第二話 コンビニ
俺たちは今、四国の徳島県上空にいる。
ブラックホークに乗り、着陸ポイントを目指しているところだ。
今回の作戦はまず徳島を解放し、そこから準々に香川、愛媛、高知を解放していく。そして感染者を救う術はなく、殺すしかない。

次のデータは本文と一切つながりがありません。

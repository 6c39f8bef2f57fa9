#![cfg_attr(docsrs, feature(doc_auto_cfg))]

//! Model Context Protocol tool server for a Tezos wallet.
//!
//! Exposes balance queries, XTZ and token transfers, a fixed-rate swap and
//! the 402 fetch-pay-retry flow as tools an agent can call over JSON-RPC on
//! stdio.
//!
//! # Architecture
//!
//! Every tool implements [`Capability`](capability::Capability): a `validate`
//! step turning raw arguments into typed parameters, and an `execute` step.
//! The [`ToolRegistry`](capability::ToolRegistry) turns both kinds of failure
//! into `isError` results with a `{kind, message}` payload, so no tool repeats
//! that shaping. [`McpServer`](server::McpServer) is an `rmcp` server
//! handler that answers `tools/list` and `tools/call` from the registry.
//!
//! # Modules
//!
//! - [`capability`] - The tool interface and registry
//! - [`tools`] - Wallet, contract and payment tools
//! - [`server`] - `rmcp` server handler and stdio transport
//! - [`config`] - TOML configuration with environment expansion
//! - [`types`] - MCP message types
//! - [`error`] - Validation, execution and configuration errors

pub mod capability;
pub mod config;
pub mod error;
pub mod server;
pub mod tools;
pub mod types;

pub use capability::{Capability, ToolRegistry};
pub use config::ServerConfig;
pub use server::McpServer;
pub use tools::ToolContext;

さらにまだ感染していない市民の救助もしなければならない。さらに今回はミサイルも迫撃砲も使えず、空爆もできない。まだ無事な民間人を巻きこんでしまう恐れがあるからだ。
『着陸ポイントまであと10分だ!!』
パイロットから報告が入る。
俺は89式小銃に弾を込めた。
そして煙草を取り出し、煙草の煙を肺に入れる。
ヘリの中にいる11人の仲間たちの顔は緊張に包まれている。
それは当たり前だった。感染すれば生きては帰れない。中には家庭がある者もいる。俺たちは必ず生きて帰らなければならない。
『着陸するぞ!』
着陸と同時にブラックホークから飛び出し、四方を警戒する。
だが、周りに感染者の姿はなく、生存者の確認もできない。
『よし!今から2名でバディを組み、市街地へ潜入する。まず拠点が必要だ。小鳥遊と武内はあの建物を確保だ。。』
『『了解』』
分隊長が示した建物はコンビニだった。
まずは俺と武内士長が中を探る。
電気は通ってないのか、自動ドアが開かずこじ開けた。
『武内士長...まずは自分が入るので後ろから援護を頼みます。』
89を構えながら進んでいく。店内は棚が倒され商品が散乱していた。床には血だまりが数箇所あったがその主はいなかった。
『まずトイレから見よう...』
『了解です』
俺が先頭に立ち、3歩くらい後ろを武内士長が後方警戒をしながら進む。
トイレのドアの前に立ちハンドサインをし、突入する3秒前を指で示す。
3.2.1
バンッと勢いよくドアを開ける。
89を構えながらクリアしていくが、個室の中も確認したが、誰もいなかった。
次にバックヤードも確認したが、やはりだれもいない。
どこに消えたんだ...?
無線で分隊長に連絡する。
『こちらブラボー、チャーリー。建物の中確認完了。なお安全化も完了した。』
『こちらブラボー了解』
5分ぐらいして、2分隊の隊員たちがやってきた。
『よし!今日はここを拠点とし、生存者の捜索及び感染者の掃討を行う。小鳥遊と武内はここから15キロ先にある小学校を確認してきてもらいたい。』
と分隊長が地図を広げながら説明していく。
『なお生存者を確認できた場合は信号弾を打ち上げてくれ。ブラックホークがすぐにいくだろう』
『了解です』
くそっ。斥候任務か...
だが分隊長の命令だ。逆らえるわけがない。
『武内士長行きますか』
『ああそうだな。出発するか...』
俺と武内士長は小学校を目指して歩き始めた。